Stored data entries:
▶
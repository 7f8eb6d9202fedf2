//! Persistence layer for TaskRouterX: row models, query helpers, and
//! connection/migration plumbing over PostgreSQL.
//!
//! This crate owns the three durable entities (`tasks`, `worker_pools`,
//! `schedule_logs`) and nothing else -- no scheduling or routing logic
//! lives here.

pub mod config;
pub mod models;
pub mod pool;
pub mod queries;
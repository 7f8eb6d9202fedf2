//! Simulated execution of a claimed task against a worker pool.
//!
//! `execute` runs the three store-committed phases described for the
//! system: Claim, Work, Release. Claim and Release are each a single
//! transaction; Work happens off-transaction and is the only part of the
//! pipeline that suspends for an extended, unbounded-by-design duration.

use anyhow::{Context, Result};
use rand::Rng;
use serde_json::json;
use uuid::Uuid;

use routerx_db::queries::{logs, pools, tasks};
use sqlx::PgPool;

use crate::config::ExecutorConfig;

/// What happened when `execute` tried to run a task.
#[derive(Debug, Clone, Copy, PartialEq, Eq)]
pub enum ExecutorOutcome {
    /// The task ran to completion; the bool is the work-phase success flag.
    Completed(bool),
    /// Claim failed: the pool was full or the task had already left
    /// `queued` (e.g. cancelled). No mutation occurred. The caller should
    /// re-enqueue the task.
    Requeue,
}

/// Run a claimed task against `pool_name` to completion.
///
/// Claim and Release are each performed in a single transaction; the Work
/// phase (simulated latency and outcome) happens entirely off-transaction
/// and is not cancellable.
pub async fn execute(
    pool: &PgPool,
    task_id: Uuid,
    pool_name: &str,
    cfg: &ExecutorConfig,
) -> Result<ExecutorOutcome> {
    if !claim(pool, task_id, pool_name).await? {
        return Ok(ExecutorOutcome::Requeue);
    }

    let success = work(cfg).await;

    release(pool, task_id, pool_name, success).await?;

    Ok(ExecutorOutcome::Completed(success))
}

/// Transactionally reserve pool capacity and flip the task to `processing`.
/// Returns `false` if either conditional update affected no rows.
async fn claim(pool: &PgPool, task_id: Uuid, pool_name: &str) -> Result<bool> {
    let mut tx = pool.begin().await.context("failed to begin claim transaction")?;

    let pool_affected = pools::reserve_slot(&mut tx, pool_name).await?;
    if pool_affected == 0 {
        tx.rollback().await.context("failed to roll back claim")?;
        return Ok(false);
    }

    let task_affected = tasks::claim_task(&mut tx, task_id, pool_name).await?;
    if task_affected == 0 {
        tx.rollback().await.context("failed to roll back claim")?;
        return Ok(false);
    }

    tx.commit().await.context("failed to commit claim")?;
    Ok(true)
}

/// Simulate work: sleep for a drawn latency, then draw a success/failure
/// outcome. This phase is deliberately not cancellable.
async fn work(cfg: &ExecutorConfig) -> bool {
    let (latency, success) = {
        let mut rng = rand::rng();
        let min = cfg.min_latency.as_secs_f64();
        let max = cfg.max_latency.as_secs_f64();
        let latency = if max > min {
            rng.random_range(min..max)
        } else {
            min
        };
        let success = rng.random_bool(1.0 - cfg.failure_rate);
        (latency, success)
    };

    tokio::time::sleep(std::time::Duration::from_secs_f64(latency)).await;
    success
}

/// Transactionally release pool capacity, finish the task, and log the
/// terminal event.
async fn release(pool: &PgPool, task_id: Uuid, pool_name: &str, success: bool) -> Result<()> {
    let mut tx = pool
        .begin()
        .await
        .context("failed to begin release transaction")?;

    pools::release_slot(&mut tx, pool_name).await?;
    tasks::finish_task(&mut tx, task_id, success).await?;

    let event_type = if success { "completed" } else { "failed" };
    logs::append_log(&mut tx, task_id, event_type, json!({ "pool": pool_name }))
        .await
        .context("failed to append release log")?;

    tx.commit().await.context("failed to commit release")?;
    Ok(())
}
//! Configuration management for Drive Fetcher
//!
//! Unified configuration with zero-config defaults: a missing file silently
//! yields the built-in settings, a present-but-invalid file is an error. The
//! default location is `<config_dir>/drive_fetcher/config.toml`.

use std::path::{Path, PathBuf};
use std::time::Duration;

use serde::{Deserialize, Serialize};
use tracing::debug;

use crate::app::{ClientConfig, CoordinatorConfig};
use crate::constants::{http, limits};
use crate::errors::{ConfigError, Result};

/// Unified application configuration for TOML serialization
#[derive(Debug, Clone, Serialize, Deserialize, Default)]
#[serde(default)]
pub struct AppConfig {
    /// HTTP client settings
    pub client: ClientConfigToml,
    /// Batch orchestration settings
    pub coordinator: CoordinatorConfigToml,
    /// Delivery output settings
    pub output: OutputConfigToml,
    /// Logging configuration
    pub logging: LoggingConfig,
}

/// TOML-friendly client configuration
#[derive(Debug, Clone, Serialize, Deserialize)]
#[serde(default)]
pub struct ClientConfigToml {
    /// Rate limit (requests per second)
    pub rate_limit_rps: u32,
    /// Request timeout in seconds
    pub request_timeout_secs: u64,
    /// Connect timeout in seconds
    pub connect_timeout_secs: u64,
    /// Maximum redirects to follow
    pub max_redirects: usize,
    /// User agent header value
    pub user_agent: String,
}

impl Default for ClientConfigToml {
    fn default() -> Self {
        Self {
            rate_limit_rps: limits::DEFAULT_RATE_LIMIT_RPS,
            request_timeout_secs: http::DEFAULT_TIMEOUT.as_secs(),
            connect_timeout_secs: http::CONNECT_TIMEOUT.as_secs(),
            max_redirects: http::MAX_REDIRECTS,
            user_agent: http::USER_AGENT.to_string(),
        }
    }
}

/// TOML-friendly orchestrator configuration
#[derive(Debug, Clone, Serialize, Deserialize)]
#[serde(default)]
pub struct CoordinatorConfigToml {
    /// Pause between consecutive task attempts (e.g. "1500ms", "2s")
    #[serde(with = "humantime_serde")]
    pub pacing: Duration,
}

impl Default for CoordinatorConfigToml {
    fn default() -> Self {
        Self {
            pacing: limits::PACING_DELAY,
        }
    }
}

/// Delivery output settings
#[derive(Debug, Clone, Serialize, Deserialize, Default)]
#[serde(default)]
pub struct OutputConfigToml {
    /// Directory renamed deliveries are written to; defaults to `./downloads`
    pub directory: Option<PathBuf>,
}

/// Logging configuration
#[derive(Debug, Clone, Serialize, Deserialize)]
#[serde(default)]
pub struct LoggingConfig {
    /// Default log level when no CLI verbosity flag is given
    pub level: String,
}

impl Default for LoggingConfig {
    fn default() -> Self {
        Self {
            level: "warn".to_string(),
        }
    }
}

impl AppConfig {
    /// Load configuration from an explicit path, or from the default
    /// location when none is given. An absent default file is not an error.
    pub fn load(path: Option<&Path>) -> Result<Self> {
        match path {
            Some(path) => {
                if !path.exists() {
                    return Err(ConfigError::NotFound {
                        path: path.to_path_buf(),
                    }
                    .into());
                }
                Self::from_file(path)
            }
            None => {
                let default_path = Self::default_path();
                match default_path {
                    Some(path) if path.exists() => Self::from_file(&path),
                    _ => {
                        debug!("No configuration file found, using defaults");
                        Ok(Self::default())
                    }
                }
            }
        }
    }

    /// Default configuration file location, if the platform exposes one
    pub fn default_path() -> Option<PathBuf> {
        dirs::config_dir().map(|dir| dir.join("drive_fetcher").join("config.toml"))
    }

    fn from_file(path: &Path) -> Result<Self> {
        let content = std::fs::read_to_string(path).map_err(ConfigError::Io)?;
        let config: Self = toml::from_str(&content).map_err(ConfigError::InvalidFormat)?;
        config.validate()?;
        debug!("Loaded configuration from {}", path.display());
        Ok(config)
    }

    fn validate(&self) -> Result<()> {
        if self.client.rate_limit_rps == 0 {
            return Err(ConfigError::InvalidValue {
                field: "client.rate_limit_rps".to_string(),
                value: "0".to_string(),
                reason: "rate limit must be non-zero".to_string(),
            }
            .into());
        }
        Ok(())
    }

    /// Runtime client configuration
    pub fn client_config(&self) -> ClientConfig {
        ClientConfig {
            request_timeout: Duration::from_secs(self.client.request_timeout_secs),
            connect_timeout: Duration::from_secs(self.client.connect_timeout_secs),
            max_redirects: self.client.max_redirects,
            rate_limit_rps: self.client.rate_limit_rps,
            user_agent: self.client.user_agent.clone(),
        }
    }

    /// Runtime orchestrator configuration
    pub fn coordinator_config(&self) -> CoordinatorConfig {
        CoordinatorConfig {
            pacing: self.coordinator.pacing,
        }
    }

    /// Directory renamed deliveries land in
    pub fn output_directory(&self) -> PathBuf {
        self.output
            .directory
            .clone()
            .unwrap_or_else(|| PathBuf::from("downloads"))
    }
}
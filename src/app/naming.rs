//! Filename correction and header encoding
//!
//! Shared by the retrieval service (disposition header contract) and the
//! retrieval strategy (local filename assignment): both sides apply the same
//! content-type driven extension correction independently.

use percent_encoding::{utf8_percent_encode, AsciiSet, NON_ALPHANUMERIC};

use crate::constants::naming;

/// Characters left unescaped in the disposition filename, matching
/// `encodeURIComponent`: alphanumerics plus `- _ . ! ~ * ' ( )`.
const DISPOSITION_SET: &AsciiSet = &NON_ALPHANUMERIC
    .remove(b'-')
    .remove(b'_')
    .remove(b'.')
    .remove(b'!')
    .remove(b'~')
    .remove(b'*')
    .remove(b'\'')
    .remove(b'(')
    .remove(b')');

/// Normalize a content-type header value to its bare media type:
/// parameters stripped, trimmed, lowercased.
fn media_type(content_type: &str) -> String {
    content_type
        .split(';')
        .next()
        .unwrap_or("")
        .trim()
        .to_lowercase()
}

/// Check whether a content type marks an interstitial access page rather
/// than file bytes.
pub fn is_interstitial(content_type: &str) -> bool {
    media_type(content_type).contains(naming::INTERSTITIAL_MARKER)
}

/// Resolve a filename extension for an observed content type.
///
/// Known types map through a fixed table; otherwise a short alphanumeric
/// subtype is accepted as a generic extension, and anything else yields
/// nothing.
pub fn extension_for(content_type: &str) -> Option<String> {
    let media = media_type(content_type);

    if let Some((_, ext)) = naming::MIME_EXTENSIONS
        .iter()
        .find(|(mime, _)| *mime == media)
    {
        return Some((*ext).to_string());
    }

    let subtype = media.split('/').nth(1)?;
    if !subtype.is_empty()
        && subtype.len() <= naming::MAX_GENERIC_SUBTYPE_LEN
        && subtype.chars().all(|c| c.is_ascii_alphanumeric())
    {
        return Some(format!(".{}", subtype));
    }

    None
}

/// Append the extension implied by the content type unless the name already
/// ends with it (case-insensitive). A missing content type leaves the name
/// untouched.
pub fn apply_extension(name: &str, content_type: Option<&str>) -> String {
    let Some(extension) = content_type.and_then(extension_for) else {
        return name.to_string();
    };

    if name.to_lowercase().ends_with(&extension) {
        name.to_string()
    } else {
        format!("{}{}", name, extension)
    }
}

/// Strip control characters before the name reaches a header or the
/// file system.
pub fn strip_control(name: &str) -> String {
    name.chars().filter(|c| !c.is_control()).collect()
}

/// Build the `Content-Disposition` value proposing the corrected filename,
/// percent-encoded per RFC 5987.
pub fn content_disposition(name: &str) -> String {
    let encoded = utf8_percent_encode(name, DISPOSITION_SET);
    format!("attachment; filename*=UTF-8''{}", encoded)
}

#[cfg(test)]
mod tests {
    use super::*;

    #[test]
    fn test_known_type_appends_extension() {
        assert_eq!(apply_extension("Report", Some("application/pdf")), "Report.pdf");
    }

    #[test]
    fn test_existing_extension_left_unmodified() {
        assert_eq!(
            apply_extension("Report.pdf", Some("application/pdf")),
            "Report.pdf"
        );
        assert_eq!(
            apply_extension("REPORT.PDF", Some("application/pdf")),
            "REPORT.PDF"
        );
    }

    #[test]
    fn test_missing_content_type_skips_correction() {
        assert_eq!(apply_extension("Report", None), "Report");
    }

    #[test]
    fn test_content_type_parameters_ignored() {
        assert_eq!(
            apply_extension("Report", Some("application/pdf; charset=binary")),
            "Report.pdf"
        );
    }

    #[test]
    fn test_generic_short_subtype() {
        assert_eq!(extension_for("application/zip"), Some(".zip".to_string()));
        assert_eq!(extension_for("audio/mp4"), Some(".mp4".to_string()));
    }

    #[test]
    fn test_long_or_unsafe_subtype_yields_nothing() {
        assert_eq!(extension_for("application/octet-stream"), None);
        assert_eq!(extension_for("application/x-tar"), None);
        assert_eq!(extension_for("weird"), None);
    }

    #[test]
    fn test_interstitial_detection() {
        assert!(is_interstitial("text/html"));
        assert!(is_interstitial("text/html; charset=utf-8"));
        assert!(!is_interstitial("application/pdf"));
    }

    #[test]
    fn test_control_characters_stripped() {
        assert_eq!(strip_control("Re\r\npo\trt"), "Report");
        assert_eq!(strip_control("clean name"), "clean name");
    }

    #[test]
    fn test_disposition_encoding() {
        assert_eq!(
            content_disposition("Alice - HQ - 01022020.pdf"),
            "attachment; filename*=UTF-8''Alice%20-%20HQ%20-%2001022020.pdf"
        );
    }
}
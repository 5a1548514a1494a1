//! Batch retrieval tests against a mock Drive endpoint
//!
//! Exercises the service classification rules and the full orchestrated run:
//! delivered bytes land renamed in the output directory, denials fall back
//! to the opener, faults surface per task without halting the batch.

use std::path::PathBuf;
use std::sync::{Arc, Mutex};
use std::time::Duration;

use anyhow::Result;
use wiremock::matchers::{method, path, query_param};
use wiremock::{Mock, MockServer, ResponseTemplate};

use drive_fetcher::app::{
    ClientConfig, Coordinator, CoordinatorConfig, DeliveryMethod, DenialReason, DirectorySink,
    DownloadTask, DriveClient, DriveStrategy, FallbackOpener, RetrievalService, ServiceOutcome,
    SortKey, TaskList, TaskStatus,
};

fn fast_client() -> DriveClient {
    // High rate limit keeps the governor out of the test's way
    let config = ClientConfig {
        rate_limit_rps: 1000,
        request_timeout: Duration::from_secs(5),
        connect_timeout: Duration::from_secs(5),
        ..ClientConfig::default()
    };
    DriveClient::with_config(&config).expect("client builds")
}

fn mock_task(identifier: &str, target_name: &str, server_uri: &str) -> DownloadTask {
    let mut task = DownloadTask::new(
        identifier,
        format!("https://drive.google.com/file/d/{}/view", identifier),
        target_name,
        2,
        SortKey {
            primary: target_name.to_string(),
            secondary: SortKey::epoch(),
        },
    );
    // Point the canonical target at the mock endpoint for the test
    task.retrieval_target = format!("{}/uc?export=download&id={}", server_uri, identifier);
    task
}

#[derive(Default)]
struct RecordingOpener {
    opened: Mutex<Vec<String>>,
}

impl FallbackOpener for RecordingOpener {
    fn open(&self, reference: &str) {
        self.opened.lock().unwrap().push(reference.to_string());
    }
}

#[tokio::test]
async fn service_classifies_served_bytes_as_delivered() -> Result<()> {
    let server = MockServer::start().await;
    Mock::given(method("GET"))
        .and(path("/uc"))
        .and(query_param("id", "PDF1"))
        .respond_with(
            ResponseTemplate::new(200)
                .insert_header("content-type", "application/pdf")
                .set_body_bytes(b"%PDF-1.4 fake".to_vec()),
        )
        .mount(&server)
        .await;

    let client = fast_client();
    let target = format!("{}/uc?export=download&id=PDF1", server.uri());

    match client.fetch(&target, "Report").await? {
        ServiceOutcome::Delivered {
            payload,
            content_type,
            disposition,
        } => {
            assert_eq!(payload, b"%PDF-1.4 fake".to_vec());
            assert_eq!(content_type.as_deref(), Some("application/pdf"));
            assert_eq!(disposition, "attachment; filename*=UTF-8''Report.pdf");
        }
        other => panic!("Expected Delivered, got {:?}", other),
    }
    Ok(())
}

#[tokio::test]
async fn service_classifies_failure_status_as_denial() -> Result<()> {
    let server = MockServer::start().await;
    Mock::given(method("GET"))
        .respond_with(ResponseTemplate::new(403))
        .mount(&server)
        .await;

    let client = fast_client();
    let target = format!("{}/uc?export=download&id=PRIVATE", server.uri());

    match client.fetch(&target, "Secret").await? {
        ServiceOutcome::Denied { status, reason } => {
            assert_eq!(status, 403);
            assert_eq!(reason, DenialReason::Status);
        }
        other => panic!("Expected Denied, got {:?}", other),
    }
    Ok(())
}

#[tokio::test]
async fn service_classifies_interstitial_page_as_denial() -> Result<()> {
    let server = MockServer::start().await;
    Mock::given(method("GET"))
        .respond_with(
            ResponseTemplate::new(200)
                .insert_header("content-type", "text/html; charset=utf-8")
                .set_body_string("<html>Sign in to continue</html>"),
        )
        .mount(&server)
        .await;

    let client = fast_client();
    let target = format!("{}/uc?export=download&id=GATED", server.uri());

    match client.fetch(&target, "Gated").await? {
        ServiceOutcome::Denied { status, reason } => {
            assert_eq!(status, 200);
            assert_eq!(reason, DenialReason::InterstitialPage);
        }
        other => panic!("Expected Denied, got {:?}", other),
    }
    Ok(())
}

#[tokio::test]
async fn batch_run_saves_renamed_files_and_falls_back_on_denial() -> Result<()> {
    let server = MockServer::start().await;
    Mock::given(method("GET"))
        .and(query_param("id", "OK1"))
        .respond_with(
            ResponseTemplate::new(200)
                .insert_header("content-type", "application/pdf")
                .set_body_bytes(b"bytes-one".to_vec()),
        )
        .mount(&server)
        .await;
    Mock::given(method("GET"))
        .and(query_param("id", "GATED"))
        .respond_with(
            ResponseTemplate::new(200)
                .insert_header("content-type", "text/html")
                .set_body_string("<html>interstitial</html>"),
        )
        .mount(&server)
        .await;

    let output = tempfile::tempdir()?;
    let opener = Arc::new(RecordingOpener::default());

    let strategy = DriveStrategy::new(
        Arc::new(fast_client()),
        Arc::new(DirectorySink::new(output.path())),
        opener.clone(),
    );
    let coordinator = Coordinator::with_config(
        Arc::new(strategy),
        CoordinatorConfig {
            pacing: Duration::from_millis(1),
        },
    );

    let mut list = TaskList::from_tasks(vec![
        mock_task("OK1", "Alice - HQ - 01022020", &server.uri()),
        mock_task("GATED", "Bob - Depot - 02032021", &server.uri()),
    ]);

    let summary = coordinator.run(&mut list).await?;

    assert_eq!(summary.attempted, 2);
    assert_eq!(summary.delivered_renamed, 1);
    assert_eq!(summary.delivered_fallback, 1);
    assert_eq!(summary.failed, 0);

    // Renamed delivery landed with the corrected extension
    let saved = output.path().join("Alice - HQ - 01022020.pdf");
    assert_eq!(std::fs::read(&saved)?, b"bytes-one");

    // Fallback opened the original sharing reference, not the derived target
    assert_eq!(
        *opener.opened.lock().unwrap(),
        vec!["https://drive.google.com/file/d/GATED/view".to_string()]
    );

    // Both tasks delivered from the user's perspective
    assert!(list.tasks().iter().all(|task| task.is_success()));
    assert_eq!(
        list.tasks()[0].method,
        Some(DeliveryMethod::Renamed)
    );
    assert_eq!(
        list.tasks()[1].method,
        Some(DeliveryMethod::Fallback)
    );
    Ok(())
}

#[tokio::test]
async fn rerun_skips_delivered_tasks_and_retries_failures() -> Result<()> {
    let server = MockServer::start().await;
    Mock::given(method("GET"))
        .and(query_param("id", "OK1"))
        .respond_with(
            ResponseTemplate::new(200)
                .insert_header("content-type", "text/plain")
                .set_body_string("hello"),
        )
        .mount(&server)
        .await;

    let output = tempfile::tempdir()?;
    let opener = Arc::new(RecordingOpener::default());
    let strategy = Arc::new(DriveStrategy::new(
        Arc::new(fast_client()),
        Arc::new(DirectorySink::new(output.path())),
        opener.clone(),
    ));
    let coordinator = Coordinator::with_config(
        strategy,
        CoordinatorConfig {
            pacing: Duration::from_millis(1),
        },
    );

    // Second task carries a malformed target: an unexpected fault, not a denial
    let mut bad = mock_task("BAD", "Broken", &server.uri());
    bad.retrieval_target = "not a url".to_string();

    let mut list = TaskList::from_tasks(vec![
        mock_task("OK1", "Notes", &server.uri()),
        bad,
    ]);

    let first = coordinator.run(&mut list).await?;
    assert_eq!(first.delivered_renamed, 1);
    assert_eq!(first.failed, 1);
    assert_eq!(list.tasks()[1].status, TaskStatus::Error);

    // Re-invoking attempts only the failed task
    let second = coordinator.run(&mut list).await?;
    assert_eq!(second.skipped, 1);
    assert_eq!(second.attempted, 1);
    assert_eq!(second.failed, 1);

    // The text payload got its generic extension and survived the re-run
    let saved: PathBuf = output.path().join("Notes.txt");
    assert!(saved.exists());

    // Faults never reach the opener
    assert!(opener.opened.lock().unwrap().is_empty());
    Ok(())
}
◀
**WORK INSTRUCTIONS**
Return, exactly, the lines from the first line of the records above to the line containing "each a single", both included.

**WRITTEN SOLUTION**
repository 7f8eb6d9202fedf2
//! Persistence layer for TaskRouterX: row models, query helpers, and
//! connection/migration plumbing over PostgreSQL.
//!
//! This crate owns the three durable entities (`tasks`, `worker_pools`,
//! `schedule_logs`) and nothing else -- no scheduling or routing logic
//! lives here.

pub mod config;
pub mod models;
pub mod pool;
pub mod queries;
repository 7f8eb6d9202fedf2
//! Simulated execution of a claimed task against a worker pool.
//!
//! `execute` runs the three store-committed phases described for the
//! system: Claim, Work, Release. Claim and Release are each a single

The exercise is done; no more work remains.